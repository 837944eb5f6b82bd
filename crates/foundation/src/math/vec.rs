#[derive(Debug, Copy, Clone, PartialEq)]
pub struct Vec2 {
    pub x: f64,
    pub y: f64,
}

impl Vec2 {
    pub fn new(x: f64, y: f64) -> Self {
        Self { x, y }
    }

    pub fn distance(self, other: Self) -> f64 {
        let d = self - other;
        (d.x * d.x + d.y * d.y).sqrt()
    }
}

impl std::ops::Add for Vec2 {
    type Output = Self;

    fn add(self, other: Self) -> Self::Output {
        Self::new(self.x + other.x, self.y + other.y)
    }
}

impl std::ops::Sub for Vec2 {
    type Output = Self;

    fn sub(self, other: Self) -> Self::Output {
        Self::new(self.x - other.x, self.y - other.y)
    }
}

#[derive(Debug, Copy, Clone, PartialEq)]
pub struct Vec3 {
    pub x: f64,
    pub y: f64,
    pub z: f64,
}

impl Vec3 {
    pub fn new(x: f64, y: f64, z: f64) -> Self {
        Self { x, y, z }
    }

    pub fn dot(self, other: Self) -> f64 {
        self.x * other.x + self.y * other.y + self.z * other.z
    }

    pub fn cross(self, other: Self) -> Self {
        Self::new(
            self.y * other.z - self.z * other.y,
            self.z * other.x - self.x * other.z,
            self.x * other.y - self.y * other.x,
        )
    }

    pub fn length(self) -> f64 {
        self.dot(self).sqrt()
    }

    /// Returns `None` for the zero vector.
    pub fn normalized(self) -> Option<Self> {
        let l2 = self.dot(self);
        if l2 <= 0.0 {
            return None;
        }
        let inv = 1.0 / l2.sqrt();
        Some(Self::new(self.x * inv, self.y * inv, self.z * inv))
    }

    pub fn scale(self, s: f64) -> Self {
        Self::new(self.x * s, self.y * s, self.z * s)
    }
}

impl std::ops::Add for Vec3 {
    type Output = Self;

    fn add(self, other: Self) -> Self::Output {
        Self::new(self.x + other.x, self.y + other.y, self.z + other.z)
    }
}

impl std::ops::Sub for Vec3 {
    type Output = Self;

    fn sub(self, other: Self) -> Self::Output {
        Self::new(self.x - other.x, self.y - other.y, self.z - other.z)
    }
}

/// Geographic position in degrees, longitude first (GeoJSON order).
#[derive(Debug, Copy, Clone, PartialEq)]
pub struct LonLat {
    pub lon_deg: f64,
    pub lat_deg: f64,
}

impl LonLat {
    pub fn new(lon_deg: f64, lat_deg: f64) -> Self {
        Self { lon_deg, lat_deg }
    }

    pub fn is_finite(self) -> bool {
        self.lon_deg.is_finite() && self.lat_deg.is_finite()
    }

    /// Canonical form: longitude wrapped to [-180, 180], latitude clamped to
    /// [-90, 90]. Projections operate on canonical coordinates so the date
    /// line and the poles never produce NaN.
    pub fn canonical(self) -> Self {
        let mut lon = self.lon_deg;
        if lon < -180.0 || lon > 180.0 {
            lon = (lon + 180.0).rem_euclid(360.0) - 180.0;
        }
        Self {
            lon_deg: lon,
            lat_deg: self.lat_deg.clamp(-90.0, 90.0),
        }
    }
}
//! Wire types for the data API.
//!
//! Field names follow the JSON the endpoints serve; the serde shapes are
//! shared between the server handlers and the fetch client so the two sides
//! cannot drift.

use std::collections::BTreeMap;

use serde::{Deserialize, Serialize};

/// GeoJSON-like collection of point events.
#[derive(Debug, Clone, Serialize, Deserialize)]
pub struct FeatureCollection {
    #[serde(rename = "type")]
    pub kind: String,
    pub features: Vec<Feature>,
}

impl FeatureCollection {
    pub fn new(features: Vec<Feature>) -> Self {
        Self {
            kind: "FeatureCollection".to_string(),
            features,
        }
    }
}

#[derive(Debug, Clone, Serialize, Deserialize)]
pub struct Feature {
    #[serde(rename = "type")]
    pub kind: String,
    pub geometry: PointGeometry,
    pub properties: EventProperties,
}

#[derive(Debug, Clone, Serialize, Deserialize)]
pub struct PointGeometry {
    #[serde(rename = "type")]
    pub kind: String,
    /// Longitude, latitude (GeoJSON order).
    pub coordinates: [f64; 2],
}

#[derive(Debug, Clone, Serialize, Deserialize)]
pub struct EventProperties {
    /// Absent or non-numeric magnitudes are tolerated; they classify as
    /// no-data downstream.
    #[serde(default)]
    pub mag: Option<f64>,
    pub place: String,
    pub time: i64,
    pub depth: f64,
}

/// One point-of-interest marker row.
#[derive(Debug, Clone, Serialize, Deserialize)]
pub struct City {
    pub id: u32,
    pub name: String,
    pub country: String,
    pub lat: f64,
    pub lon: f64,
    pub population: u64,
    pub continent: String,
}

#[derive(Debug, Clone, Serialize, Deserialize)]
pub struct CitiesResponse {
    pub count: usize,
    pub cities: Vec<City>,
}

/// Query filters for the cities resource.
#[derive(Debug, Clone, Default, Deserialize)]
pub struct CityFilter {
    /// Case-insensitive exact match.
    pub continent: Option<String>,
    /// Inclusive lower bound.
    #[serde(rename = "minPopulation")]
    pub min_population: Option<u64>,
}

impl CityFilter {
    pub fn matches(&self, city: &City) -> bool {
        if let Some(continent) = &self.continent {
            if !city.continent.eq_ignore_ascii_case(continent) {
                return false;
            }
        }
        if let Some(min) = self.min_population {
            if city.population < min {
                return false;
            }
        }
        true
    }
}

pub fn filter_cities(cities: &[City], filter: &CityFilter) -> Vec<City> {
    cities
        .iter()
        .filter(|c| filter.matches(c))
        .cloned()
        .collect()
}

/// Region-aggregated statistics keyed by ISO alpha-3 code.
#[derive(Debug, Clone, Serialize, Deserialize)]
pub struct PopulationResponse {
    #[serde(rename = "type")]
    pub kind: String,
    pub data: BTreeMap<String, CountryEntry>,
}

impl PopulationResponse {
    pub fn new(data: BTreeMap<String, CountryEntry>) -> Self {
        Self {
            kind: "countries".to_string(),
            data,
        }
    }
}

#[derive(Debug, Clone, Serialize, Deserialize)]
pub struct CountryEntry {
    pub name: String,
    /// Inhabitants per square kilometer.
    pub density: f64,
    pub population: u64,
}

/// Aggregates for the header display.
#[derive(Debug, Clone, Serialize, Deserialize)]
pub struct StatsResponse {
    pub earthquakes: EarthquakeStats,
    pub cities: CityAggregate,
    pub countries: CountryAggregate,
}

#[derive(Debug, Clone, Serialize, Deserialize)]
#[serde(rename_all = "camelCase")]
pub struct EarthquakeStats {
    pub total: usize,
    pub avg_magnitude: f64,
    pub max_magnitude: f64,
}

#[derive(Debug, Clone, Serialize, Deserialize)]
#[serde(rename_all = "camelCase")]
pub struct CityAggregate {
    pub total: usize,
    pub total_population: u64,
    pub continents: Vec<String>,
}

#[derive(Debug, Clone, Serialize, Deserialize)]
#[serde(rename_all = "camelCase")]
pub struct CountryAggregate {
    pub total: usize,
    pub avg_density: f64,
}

══════════

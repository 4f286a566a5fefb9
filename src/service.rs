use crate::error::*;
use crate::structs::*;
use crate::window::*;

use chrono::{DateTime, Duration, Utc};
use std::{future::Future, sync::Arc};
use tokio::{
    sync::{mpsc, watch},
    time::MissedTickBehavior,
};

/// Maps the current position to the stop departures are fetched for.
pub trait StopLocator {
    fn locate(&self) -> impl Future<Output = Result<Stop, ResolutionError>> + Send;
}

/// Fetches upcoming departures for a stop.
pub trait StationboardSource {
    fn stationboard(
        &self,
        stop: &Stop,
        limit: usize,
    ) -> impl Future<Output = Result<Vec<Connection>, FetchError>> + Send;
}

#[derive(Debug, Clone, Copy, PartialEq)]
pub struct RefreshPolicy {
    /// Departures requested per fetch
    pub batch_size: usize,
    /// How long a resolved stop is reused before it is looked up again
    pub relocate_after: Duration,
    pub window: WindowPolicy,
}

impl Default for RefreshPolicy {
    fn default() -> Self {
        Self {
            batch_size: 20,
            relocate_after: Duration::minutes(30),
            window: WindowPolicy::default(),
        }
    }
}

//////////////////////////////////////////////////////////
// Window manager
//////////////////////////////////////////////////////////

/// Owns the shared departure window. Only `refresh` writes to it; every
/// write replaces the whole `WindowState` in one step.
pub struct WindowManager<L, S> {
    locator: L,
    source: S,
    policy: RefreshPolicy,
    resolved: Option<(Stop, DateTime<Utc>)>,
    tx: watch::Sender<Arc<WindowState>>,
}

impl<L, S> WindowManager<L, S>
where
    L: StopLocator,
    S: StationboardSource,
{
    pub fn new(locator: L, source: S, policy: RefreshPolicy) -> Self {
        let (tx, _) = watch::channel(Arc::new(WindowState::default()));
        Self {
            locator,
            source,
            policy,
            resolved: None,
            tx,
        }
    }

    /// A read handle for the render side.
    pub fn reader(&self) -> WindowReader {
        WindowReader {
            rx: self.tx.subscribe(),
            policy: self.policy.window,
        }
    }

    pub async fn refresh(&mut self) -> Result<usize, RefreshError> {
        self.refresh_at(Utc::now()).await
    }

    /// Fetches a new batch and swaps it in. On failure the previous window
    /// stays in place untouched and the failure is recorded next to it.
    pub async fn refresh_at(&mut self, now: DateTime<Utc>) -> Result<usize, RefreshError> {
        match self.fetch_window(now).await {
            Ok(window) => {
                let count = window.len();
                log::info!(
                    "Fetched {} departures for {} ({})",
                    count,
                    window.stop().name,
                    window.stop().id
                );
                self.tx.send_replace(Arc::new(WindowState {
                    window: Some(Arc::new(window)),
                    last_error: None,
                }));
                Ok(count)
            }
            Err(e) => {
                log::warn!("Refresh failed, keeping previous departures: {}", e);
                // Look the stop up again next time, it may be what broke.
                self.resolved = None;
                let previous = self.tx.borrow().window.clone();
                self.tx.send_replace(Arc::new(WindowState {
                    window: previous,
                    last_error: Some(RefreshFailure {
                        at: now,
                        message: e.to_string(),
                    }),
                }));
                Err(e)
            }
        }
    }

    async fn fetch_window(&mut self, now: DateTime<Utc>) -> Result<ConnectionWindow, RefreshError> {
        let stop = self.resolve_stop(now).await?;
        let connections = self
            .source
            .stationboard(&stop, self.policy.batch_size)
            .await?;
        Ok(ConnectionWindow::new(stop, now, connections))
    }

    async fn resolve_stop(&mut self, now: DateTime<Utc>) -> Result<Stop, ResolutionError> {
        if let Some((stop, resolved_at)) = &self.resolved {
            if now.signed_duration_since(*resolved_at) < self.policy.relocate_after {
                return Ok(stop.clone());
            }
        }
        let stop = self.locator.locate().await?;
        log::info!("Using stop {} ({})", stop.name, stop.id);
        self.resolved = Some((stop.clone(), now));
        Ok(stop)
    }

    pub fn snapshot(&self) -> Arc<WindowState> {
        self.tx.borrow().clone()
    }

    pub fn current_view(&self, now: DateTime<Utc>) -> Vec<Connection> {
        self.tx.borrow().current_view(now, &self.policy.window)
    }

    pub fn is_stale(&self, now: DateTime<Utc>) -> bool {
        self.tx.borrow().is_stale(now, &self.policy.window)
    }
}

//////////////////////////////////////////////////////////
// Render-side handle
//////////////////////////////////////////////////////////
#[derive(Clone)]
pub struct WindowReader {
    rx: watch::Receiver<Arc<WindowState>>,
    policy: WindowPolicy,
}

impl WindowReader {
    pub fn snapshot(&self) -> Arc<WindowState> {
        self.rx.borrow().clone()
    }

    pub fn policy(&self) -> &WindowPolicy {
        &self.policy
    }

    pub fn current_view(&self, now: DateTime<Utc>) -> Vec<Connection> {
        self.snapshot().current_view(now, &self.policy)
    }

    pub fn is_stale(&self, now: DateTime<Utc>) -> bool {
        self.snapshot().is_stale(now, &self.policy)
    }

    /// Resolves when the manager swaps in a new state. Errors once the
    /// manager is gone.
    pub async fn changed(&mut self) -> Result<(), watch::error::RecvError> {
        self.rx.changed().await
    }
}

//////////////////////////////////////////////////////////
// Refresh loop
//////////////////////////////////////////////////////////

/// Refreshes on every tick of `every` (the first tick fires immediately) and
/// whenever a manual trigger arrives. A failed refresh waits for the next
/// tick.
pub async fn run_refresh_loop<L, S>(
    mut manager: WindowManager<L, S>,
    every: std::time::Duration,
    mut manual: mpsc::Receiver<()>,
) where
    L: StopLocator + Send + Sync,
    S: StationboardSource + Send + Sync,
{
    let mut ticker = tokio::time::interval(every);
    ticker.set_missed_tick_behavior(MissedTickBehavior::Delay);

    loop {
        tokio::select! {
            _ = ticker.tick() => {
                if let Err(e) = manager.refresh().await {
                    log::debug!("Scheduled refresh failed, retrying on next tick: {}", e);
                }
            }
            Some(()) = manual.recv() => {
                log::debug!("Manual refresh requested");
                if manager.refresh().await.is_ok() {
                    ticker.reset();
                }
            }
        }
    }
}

══════════

▸ THE PROBLEM
Using the listing above, show every line that includes the string "latitude".

▸ YOUR SOLUTION
    /// Canonical form: longitude wrapped to [-180, 180], latitude clamped to
    /// Longitude, latitude (GeoJSON order).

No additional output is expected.